Asked about Musk’s comments in the conference call, Bezos appeared unbowed, making three points to support his company’s efforts. He argued that the Falcon 9 first stage is, like New Shepard, a suborbital vehicle in and of itself, and thus the comparison to an orbital vehicle wasn’t valid.

“The second point that I would make is that the SpaceX first stage does an in-space deceleration burn to make their reentry environment more benign,” he said. “So, if anything, the Blue Origin booster that we just flew and demonstrated may be the one that flies through the harsher reentry environment.”

Finally, he pointed to the landing itself. “The hardest part of vertical landing and reusability is probably the final landing segment, which is the same for both boosters,” he said. The unstated argument: our landing technology works better than yours.

Last week’s test is just the first of many for New Shepard, Bezos said. “We’re going to do many, many test flights before we’re ready to put humans on board,” he said. “We’ll do some stressful test flights. We’ll find the corners of the environment and we’ll do some very stressful, challenging flights.”

“We are on the verge, in my opinion, of a new golden era of rocketry,” Bezos said, “and I believe that, one day, all rockets will have landing gear.”

That includes one “very dramatic” test flight, Bezos said, that will involve an in-flight test of the abort system on the crew capsule near maximum dynamic pressure. “That will almost certainly destroy the booster, but we want to test that condition to convince ourselves, to verify the design of the escape system.”

While company officials said commercial New Shepard flights of uncrewed research payloads could start as soon as next summer, Bezos said flights with people are still a couple of years off. “It’s impossible to predict how long that series of tests will take,” he said, because it will depend on how well the tests turn out. “Hopefully, a couple of years from now, we’ll be putting humans on New Shepard and taking them into space.”

The work on New Shepard also informs Blue Origin’s plans for an orbital vehicle, which the company publicly disclosed only on September (see “Blue goes to Florida”, The Space Review, September 21, 2015). The first stage of that vehicle is designed to be reusable; illustrations of the vehicle shown at the September event in Florida showed what appeared to be landing legs on the side of the stage, not unlike SpaceX’s Falcon 9.

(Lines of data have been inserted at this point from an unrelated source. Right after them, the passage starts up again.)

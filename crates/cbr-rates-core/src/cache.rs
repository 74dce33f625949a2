//! In-memory, date-keyed cache of parsed rate documents.

use std::collections::HashMap;
use std::sync::atomic::{AtomicBool, AtomicU64, Ordering};
use std::sync::{Arc, OnceLock};

use tokio::sync::{Mutex, OnceCell};

use crate::fetcher::DocumentFetcher;
use crate::{Document, RateDate, RateError};

type Slot = Arc<OnceCell<Arc<Document>>>;

/// Append-only store of daily documents, shared across callers.
///
/// Each date owns a single-initialization slot: concurrent misses on the same
/// date wait for one in-flight fetch instead of issuing their own, and the
/// first successfully parsed document is the only one ever stored for that
/// date. A failed fetch leaves the slot empty so a later call can try again.
#[derive(Debug, Default)]
pub struct RateCache {
    slots: Mutex<HashMap<RateDate, Slot>>,
    hits: AtomicU64,
}

impl RateCache {
    pub fn new() -> Self {
        Self::default()
    }

    /// The process-wide cache used by clients that are not given their own.
    pub fn shared() -> Arc<RateCache> {
        static SHARED: OnceLock<Arc<RateCache>> = OnceLock::new();
        SHARED.get_or_init(|| Arc::new(RateCache::new())).clone()
    }

    /// Return the document for `date`, fetching it when needed.
    ///
    /// - `use_cache` with a stored document: returned as is, hit counter incremented.
    /// - `use_cache` without one: fetched once, stored, returned.
    /// - `!use_cache`: fetched, never read from or written to the store.
    pub async fn resolve(
        &self,
        date: RateDate,
        use_cache: bool,
        fetcher: &DocumentFetcher,
    ) -> Result<Arc<Document>, RateError> {
        if !use_cache {
            return fetcher.fetch(date).await.map(Arc::new);
        }

        let slot = {
            let mut slots = self.slots.lock().await;
            slots.entry(date).or_default().clone()
        };

        if let Some(document) = slot.get() {
            self.record_hit(date);
            return Ok(document.clone());
        }

        let fetched_here = AtomicBool::new(false);
        let flag = &fetched_here;
        let outcome = slot
            .get_or_try_init(|| async move {
                flag.store(true, Ordering::SeqCst);
                tracing::debug!(%date, "rate cache miss");
                fetcher.fetch(date).await.map(Arc::new)
            })
            .await
            .cloned();

        let document = match outcome {
            Ok(document) => document,
            Err(error) => {
                self.release_empty_slot(date, &slot).await;
                return Err(error);
            }
        };

        if fetched_here.load(Ordering::SeqCst) {
            // The slot may have been released by a failed caller while this
            // one was fetching into it.
            let mut slots = self.slots.lock().await;
            slots.entry(date).or_insert_with(|| slot.clone());
        } else {
            // Joined a fetch started by another caller.
            self.record_hit(date);
        }
        Ok(document)
    }

    /// Number of times a stored document was served instead of fetched.
    pub fn hits(&self) -> u64 {
        self.hits.load(Ordering::SeqCst)
    }

    /// Number of stored documents.
    pub async fn len(&self) -> usize {
        let slots = self.slots.lock().await;
        slots.values().filter(|slot| slot.initialized()).count()
    }

    pub async fn is_empty(&self) -> bool {
        self.len().await == 0
    }

    pub async fn contains(&self, date: RateDate) -> bool {
        let slots = self.slots.lock().await;
        slots.get(&date).is_some_and(|slot| slot.initialized())
    }

    /// The stored document for `date`, without fetching or counting a hit.
    pub async fn peek(&self, date: RateDate) -> Option<Arc<Document>> {
        let slots = self.slots.lock().await;
        slots.get(&date).and_then(|slot| slot.get().cloned())
    }

    /// Drop the slot for `date` if it is still `slot` and holds nothing.
    async fn release_empty_slot(&self, date: RateDate, slot: &Slot) {
        let mut slots = self.slots.lock().await;
        let is_same_empty_slot = slots
            .get(&date)
            .is_some_and(|current| Arc::ptr_eq(current, slot) && !current.initialized());
        if is_same_empty_slot {
            slots.remove(&date);
        }
    }

    fn record_hit(&self, date: RateDate) {
        let hits = self.hits.fetch_add(1, Ordering::SeqCst) + 1;
        tracing::debug!(%date, hits, "rate cache hit");
    }
}
//! Retrieval and decoding of the daily rate document.
//!
//! The source answers with an XML document that usually declares the
//! `windows-1251` charset:
//!
//! ```text
//! <?xml version="1.0" encoding="windows-1251"?>
//! <ValCurs Date="02.03.2024" name="Foreign Currency Market">
//!     <Valute ID="R01235">
//!         <NumCode>840</NumCode>
//!         <CharCode>USD</CharCode>
//!         <Nominal>1</Nominal>
//!         <Name>US Dollar</Name>
//!         <Value>91,6359</Value>
//!     </Valute>
//! </ValCurs>
//! ```

use std::fmt::{Debug, Formatter};
use std::sync::Arc;

use encoding_rs::{Encoding, UTF_8, WINDOWS_1251};
use quick_xml::events::Event;
use quick_xml::Reader;
use serde::Deserialize;

use crate::config::FetcherConfig;
use crate::http_client::{HttpClient, HttpRequest};
use crate::{Currency, DecodeError, Document, RateDate, RateError};

const ROOT_ELEMENT: &str = "ValCurs";
const ACCEPT: &str = "application/xml, text/xml";

/// Fetches and parses the rate document for a given day.
#[derive(Clone, Default)]
pub struct DocumentFetcher {
    http_client: Option<Arc<dyn HttpClient>>,
    config: FetcherConfig,
}

impl Debug for DocumentFetcher {
    fn fmt(&self, f: &mut Formatter<'_>) -> std::fmt::Result {
        f.debug_struct("DocumentFetcher")
            .field("has_http_client", &self.http_client.is_some())
            .field("config", &self.config)
            .finish()
    }
}

impl DocumentFetcher {
    pub fn new(http_client: Arc<dyn HttpClient>) -> Self {
        Self {
            http_client: Some(http_client),
            config: FetcherConfig::default(),
        }
    }

    pub fn with_config(mut self, config: FetcherConfig) -> Self {
        self.config = config;
        self
    }

    pub fn set_config(&mut self, config: FetcherConfig) {
        self.config = config;
    }

    pub fn set_http_client(&mut self, http_client: Option<Arc<dyn HttpClient>>) {
        self.http_client = http_client;
    }

    pub fn config(&self) -> &FetcherConfig {
        &self.config
    }

    pub fn request_url(&self, date: RateDate) -> String {
        format!("{}?date_req={}", self.config.base_url, date.query_param())
    }

    /// Request, decode and parse the document for `date`.
    ///
    /// A missing transport fails before any request is built. Transport
    /// failures, non-2xx statuses and undecodable bodies surface unchanged;
    /// nothing is retried here.
    pub async fn fetch(&self, date: RateDate) -> Result<Document, RateError> {
        let http_client = self.http_client.as_ref().ok_or(RateError::MissingTransport)?;

        let url = self.request_url(date);
        tracing::debug!(%url, "requesting daily rate document");

        let request = HttpRequest::get(url)
            .with_header("Accept", ACCEPT)
            .with_timeout_ms(self.config.timeout_ms);
        let response = http_client.execute(request).await?;

        if !response.is_success() {
            tracing::warn!(status = response.status, %date, "rate source returned non-success status");
            return Err(RateError::RemoteStatus {
                status: response.status,
            });
        }

        let document = parse_document(&response.body)?;
        tracing::debug!(
            %date,
            source_date = %document.date,
            currencies = document.currencies.len(),
            "parsed daily rate document"
        );
        Ok(document)
    }
}

/// Decode raw response bytes into a [`Document`].
///
/// The charset comes from the XML declaration: `windows-1251` is transcoded,
/// UTF-8 (or no declaration) is read as is, anything else is rejected.
pub fn parse_document(body: &[u8]) -> Result<Document, DecodeError> {
    let prolog = scan_prolog(body)?;

    match prolog.root.as_deref() {
        Some(ROOT_ELEMENT) => {}
        Some(other) => {
            return Err(DecodeError::Malformed {
                message: format!("unexpected root element <{other}>"),
            })
        }
        None => {
            return Err(DecodeError::Malformed {
                message: String::from("document has no root element"),
            })
        }
    }

    let text = decode_text(body, prolog.charset.as_deref())?;
    let wire: WireDocument =
        quick_xml::de::from_str(&text).map_err(|error| DecodeError::Malformed {
            message: error.to_string(),
        })?;

    Ok(wire.into())
}

#[derive(Debug, Default)]
struct Prolog {
    charset: Option<String>,
    root: Option<String>,
}

/// Read the declared charset and the root element name.
///
/// Both live in the ASCII-compatible head of the document, so the bytes can be
/// scanned before the charset is known.
fn scan_prolog(body: &[u8]) -> Result<Prolog, DecodeError> {
    let mut reader = Reader::from_reader(body);
    let mut prolog = Prolog::default();

    loop {
        match reader.read_event() {
            Ok(Event::Decl(decl)) => {
                prolog.charset = match decl.encoding() {
                    Some(Ok(label)) => Some(String::from_utf8_lossy(&label).into_owned()),
                    Some(Err(error)) => {
                        return Err(DecodeError::Malformed {
                            message: error.to_string(),
                        })
                    }
                    None => None,
                };
            }
            Ok(Event::Start(start)) | Ok(Event::Empty(start)) => {
                prolog.root = Some(String::from_utf8_lossy(start.name().as_ref()).into_owned());
                return Ok(prolog);
            }
            Ok(Event::Eof) => return Ok(prolog),
            Ok(_) => {}
            Err(error) => {
                return Err(DecodeError::Malformed {
                    message: error.to_string(),
                })
            }
        }
    }
}

fn decode_text(body: &[u8], charset: Option<&str>) -> Result<String, DecodeError> {
    let encoding = match charset {
        None => UTF_8,
        Some(label) => Encoding::for_label(label.trim().as_bytes())
            .filter(|encoding| *encoding == UTF_8 || *encoding == WINDOWS_1251)
            .ok_or_else(|| DecodeError::UnsupportedCharset {
                charset: label.to_string(),
            })?,
    };

    let (text, had_errors) = encoding.decode_without_bom_handling(body);
    if had_errors {
        return Err(DecodeError::InvalidText {
            charset: encoding.name(),
        });
    }
    Ok(text.into_owned())
}

#[derive(Debug, Deserialize)]
struct WireDocument {
    #[serde(rename = "@Date", default)]
    date: String,
    #[serde(rename = "@name", default)]
    name: Option<String>,
    #[serde(rename = "Valute", default)]
    currencies: Vec<WireCurrency>,
}

#[derive(Debug, Deserialize)]
struct WireCurrency {
    #[serde(rename = "@ID", default)]
    id: String,
    #[serde(rename = "NumCode")]
    num_code: u32,
    #[serde(rename = "CharCode")]
    char_code: String,
    #[serde(rename = "Nominal")]
    nominal: u32,
    #[serde(rename = "Name")]
    name: String,
    #[serde(rename = "Value")]
    value: String,
}

impl From<WireDocument> for Document {
    fn from(wire: WireDocument) -> Self {
        Self {
            date: wire.date,
            name: wire.name,
            currencies: wire.currencies.into_iter().map(Currency::from).collect(),
        }
    }
}

impl From<WireCurrency> for Currency {
    fn from(wire: WireCurrency) -> Self {
        Self {
            id: wire.id,
            num_code: wire.num_code,
            char_code: wire.char_code.trim().to_string(),
            nominal: wire.nominal,
            name: wire.name,
            value: wire.value.trim().to_string(),
        }
    }
}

“What we have demonstrated with this flight of New Shepard is a complete reuse of a booster stage,” Bezos said. “One of the things that I love about the vertical takeoff and vertical landing architecture is that it is scalable to very large size.” The first stage of the orbital vehicle, he said, “will be architecturally identical to the vehicle that we just flew, because the environments are very similar.”

“We are on the verge, in my opinion, of a new golden era of rocketry,” he said near the end of the press briefing, “and I believe that, one day, all rockets will have landing gear.”

Last Monday was also a golden day for Blue Origin. “Demonstrating reuse of that booster, I can assure you here in mission control in West Texas, there wasn’t a dry eye in the house,” Bezos said. “It was one of the greatest moments of my life.”